Abstract

Stephan Rosiny

Im multikonfessionellen Libanon bilden die Schiiten von jeher eine periphere und diskriminierte Gemeinschaft. Erst durch einen rapiden, aber unstrukturierten Modernisierungsprozess, durch israelische Kriege gegen die PLO auf libanesischem Boden und die Wirren des libanesischen Bürgerkriegs gelangten sie vom Rand ins Zentrum der Gesellschaft. Die schiitischen Religionsgelehrten Musa as-Sadr, Muhammad Husain Fadlallah und Hasan Nasrallah haben seit den 1960er-Jahren ihre Gemeinschaft durch die Wiederbelebung und Umdeutung des Schicksals des Prophetenenkels und Imams al-Husain nachhaltig geprägt. Seinen Märtyrertod im Jahre 680 n.Chr. in der Schlacht von Karbala erhoben sie zum Vorbild, sich auch in vermeintlich aussichtsloser Situation für „Gerechtigkeit“ und „Freiheit“ einzusetzen.
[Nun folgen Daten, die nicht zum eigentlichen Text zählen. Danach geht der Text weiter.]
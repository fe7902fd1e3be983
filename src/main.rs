use anyhow::{Context, Result};
use axum::{routing::get, Router};
use clap::{Parser, Subcommand};
use sqlx::sqlite::{SqliteConnectOptions, SqlitePoolOptions};
use sqlx::SqlitePool;
use std::net::SocketAddr;
use std::str::FromStr;
use std::sync::Arc;
use std::time::Duration;
use tokio::task::JoinHandle;
use tokio_util::sync::CancellationToken;
use tower_http::cors::CorsLayer;
use tower_http::services::ServeDir;
use tower_http::trace::TraceLayer;
use tracing_subscriber::{layer::SubscriberExt, util::SubscriberInitExt};

mod api;
mod config;
mod db;
mod models;
mod providers;
mod services;

use config::AppConfig;
use providers::ProviderRegistry;
use services::metadata::MetadataService;
use services::storage::Storage;

/// Community subtitles addon for Stremio
#[derive(Parser, Debug)]
#[command(name = "community-subs", version, about)]
struct Cli {
    #[command(subcommand)]
    command: Option<Command>,
}

#[derive(Subcommand, Debug)]
enum Command {
    /// Run the HTTP server (default)
    Serve,
    /// Create or upgrade the database schema
    InitDb,
    /// Create the standard user roles
    CreateRoles,
    /// Create an administrator account
    CreateAdmin {
        email: String,
        username: String,
        password: String,
    },
    /// Create the schema and download the anime id mapping
    InitAnimeDb,
}

/// Long-running jobs stopped together on shutdown
struct BackgroundTasks {
    handles: Vec<(&'static str, JoinHandle<()>)>,
    shutdown: CancellationToken,
}

impl BackgroundTasks {
    fn new() -> Self {
        Self {
            handles: Vec::new(),
            shutdown: CancellationToken::new(),
        }
    }

    fn token(&self) -> CancellationToken {
        self.shutdown.clone()
    }

    fn spawn<F>(&mut self, name: &'static str, future: F)
    where
        F: std::future::Future<Output = ()> + Send + 'static,
    {
        tracing::debug!("Starting background task {}", name);
        self.handles.push((name, tokio::spawn(future)));
    }

    async fn shutdown(self) {
        self.shutdown.cancel();

        for (name, handle) in self.handles {
            match tokio::time::timeout(Duration::from_secs(10), handle).await {
                Ok(Ok(())) => tracing::debug!("Background task {} stopped", name),
                Ok(Err(e)) => tracing::warn!("Background task {} panicked: {}", name, e),
                Err(_) => tracing::warn!("Background task {} did not stop in time", name),
            }
        }
    }
}

pub struct AppState {
    pub db: SqlitePool,
    pub config: AppConfig,
    pub providers: ProviderRegistry,
    pub metadata: MetadataService,
    pub storage: Storage,
}

async fn connect_db(config: &AppConfig) -> Result<SqlitePool> {
    let database_url = config.database_url();
    tracing::debug!("Database URL: {}", database_url);

    let connect_options = SqliteConnectOptions::from_str(&database_url)?
        .create_if_missing(true)
        .journal_mode(sqlx::sqlite::SqliteJournalMode::Wal)
        .synchronous(sqlx::sqlite::SqliteSynchronous::Normal)
        .foreign_keys(true)
        .busy_timeout(Duration::from_secs(5));

    let pool = SqlitePoolOptions::new()
        .max_connections(10)
        .min_connections(1)
        .acquire_timeout(Duration::from_secs(5))
        .idle_timeout(Duration::from_secs(600))
        .max_lifetime(Duration::from_secs(1800))
        .after_connect(|conn, _meta| {
            Box::pin(async move {
                use sqlx::Executor;
                // 16MB page cache per connection
                conn.execute("PRAGMA cache_size = -16000").await?;
                conn.execute("PRAGMA temp_store = MEMORY").await?;
                Ok(())
            })
        })
        .connect_with(connect_options)
        .await
        .with_context(|| format!("Failed to open database {}", database_url))?;

    tracing::info!("SQLite configured: WAL mode, 16MB cache (per connection)");
    Ok(pool)
}

#[tokio::main]
async fn main() -> Result<()> {
    tracing_subscriber::registry()
        .with(
            tracing_subscriber::EnvFilter::try_from_default_env()
                .unwrap_or_else(|_| "community_subs=debug,tower_http=debug".into()),
        )
        .with(tracing_subscriber::fmt::layer())
        .init();

    dotenvy::dotenv().ok();

    let cli = Cli::parse();
    let config = AppConfig::load();
    config.paths.ensure_dirs().await?;

    let pool = connect_db(&config).await?;
    db::migrate(&pool).await?;

    match cli.command.unwrap_or(Command::Serve) {
        Command::Serve => serve(pool, config).await,
        Command::InitDb => {
            tracing::info!("Database schema is up to date");
            Ok(())
        }
        Command::CreateRoles => services::auth::ensure_roles(&pool).await,
        Command::CreateAdmin {
            email,
            username,
            password,
        } => {
            let user = services::auth::create_admin(&pool, &email, &username, &password).await?;
            println!("Created administrator {} ({})", user.username, user.id);
            Ok(())
        }
        Command::InitAnimeDb => {
            let updated =
                services::anime_mapping::update_mapping(&pool, &config.anime.mapping_url).await?;
            if updated {
                tracing::info!("Anime mapping imported");
            }
            Ok(())
        }
    }
}

async fn serve(pool: SqlitePool, config: AppConfig) -> Result<()> {
    config.log_config();
    services::auth::ensure_roles(&pool).await?;

    let storage = Storage::from_config(&config)?;
    let state = Arc::new(AppState {
        db: pool.clone(),
        providers: ProviderRegistry::with_defaults(&config),
        metadata: MetadataService::from_config(&config),
        storage,
        config: config.clone(),
    });
    tracing::info!(
        "Registered {} subtitle providers ({} need a login), {} storage",
        state.providers.all().len(),
        state.providers.by_auth_requirement(true).len(),
        state.storage.backend_name()
    );

    let mut bg_tasks = BackgroundTasks::new();
    let shutdown_token = bg_tasks.token();

    if config.anime.update_on_startup {
        let mapping_pool = pool.clone();
        let url = config.anime.mapping_url.clone();
        let cancel = shutdown_token.clone();
        bg_tasks.spawn("anime-mapping", async move {
            tokio::select! {
                _ = cancel.cancelled() => {
                    tracing::debug!("Anime mapping update cancelled by shutdown");
                }
                result = services::anime_mapping::update_mapping(&mapping_pool, &url) => {
                    if let Err(e) = result {
                        tracing::warn!("Anime mapping update failed: {:#}", e);
                    }
                }
            }
        });
    }

    {
        let session_pool = pool.clone();
        let cancel = shutdown_token.clone();
        bg_tasks.spawn("session-cleanup", async move {
            loop {
                tokio::select! {
                    _ = cancel.cancelled() => {
                        tracing::debug!("Session cleanup received shutdown signal");
                        break;
                    }
                    _ = tokio::time::sleep(Duration::from_secs(300)) => {
                        match services::auth::cleanup_expired_sessions(&session_pool).await {
                            Ok(removed) if removed > 0 => {
                                tracing::info!("Cleaned up {} expired sessions", removed);
                            }
                            Ok(_) => {}
                            Err(e) => tracing::warn!("Session cleanup failed: {}", e),
                        }
                    }
                }
            }
        });
    }

    async fn root_handler() -> &'static str {
        "Stremio Community Subtitles"
    }

    let static_dir = config.paths.data_dir.join("static");
    let app = Router::new()
        .route("/", get(root_handler).head(root_handler))
        .route("/health", get(|| async { "OK" }))
        .merge(api::routes())
        .nest_service("/static", ServeDir::new(static_dir))
        .layer(CorsLayer::permissive())
        .layer(TraceLayer::new_for_http())
        .with_state(state);

    let ip: std::net::IpAddr = config
        .bind_address
        .parse()
        .with_context(|| format!("Invalid bind address '{}'", config.bind_address))?;
    let addr = SocketAddr::new(ip, config.port);
    tracing::info!("Starting server on {}", addr);

    let listener = tokio::net::TcpListener::bind(addr).await?;
    axum::serve(listener, app)
        .with_graceful_shutdown(shutdown_signal())
        .await?;

    bg_tasks.shutdown().await;

    tracing::info!("Server shutdown complete");
    Ok(())
}

async fn shutdown_signal() {
    let ctrl_c = async {
        if let Err(e) = tokio::signal::ctrl_c().await {
            tracing::error!("Failed to listen for Ctrl+C: {}", e);
            std::future::pending::<()>().await;
        }
    };

    #[cfg(unix)]
    let terminate = async {
        match tokio::signal::unix::signal(tokio::signal::unix::SignalKind::terminate()) {
            Ok(mut signal) => {
                signal.recv().await;
            }
            Err(e) => {
                tracing::error!("Failed to install SIGTERM handler: {}", e);
                std::future::pending::<()>().await;
            }
        }
    };

    #[cfg(not(unix))]
    let terminate = std::future::pending::<()>();

    tokio::select! {
        _ = ctrl_c => tracing::info!("Received Ctrl+C, shutting down..."),
        _ = terminate => tracing::info!("Received SIGTERM, shutting down..."),
    }
}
Durch die aktualisierende Rezeption dieses rebellischen Vorbilds konnten sie eine zuvor quietistische Religiosität in Aktivismus verwandeln. Sie haben ihrer Gemeinschaft damit zu einem stärkeren kollektiven Selbstbewusstsein verholfen, ihr Mut gemacht, auch gewaltsam gegen Diskriminierung, Invasionen und Besatzung aufzubegehren, und ihr zugleich die Grenzen des Machbaren in einer hoch fragmentierten Gesellschaft aufgezeigt. Jenseits von Glorifizierung oder Dämonisierung trägt der Aufsatz zur historischen Einordnung der Hizb Allah und ihrer religiösen Autoritäten bei.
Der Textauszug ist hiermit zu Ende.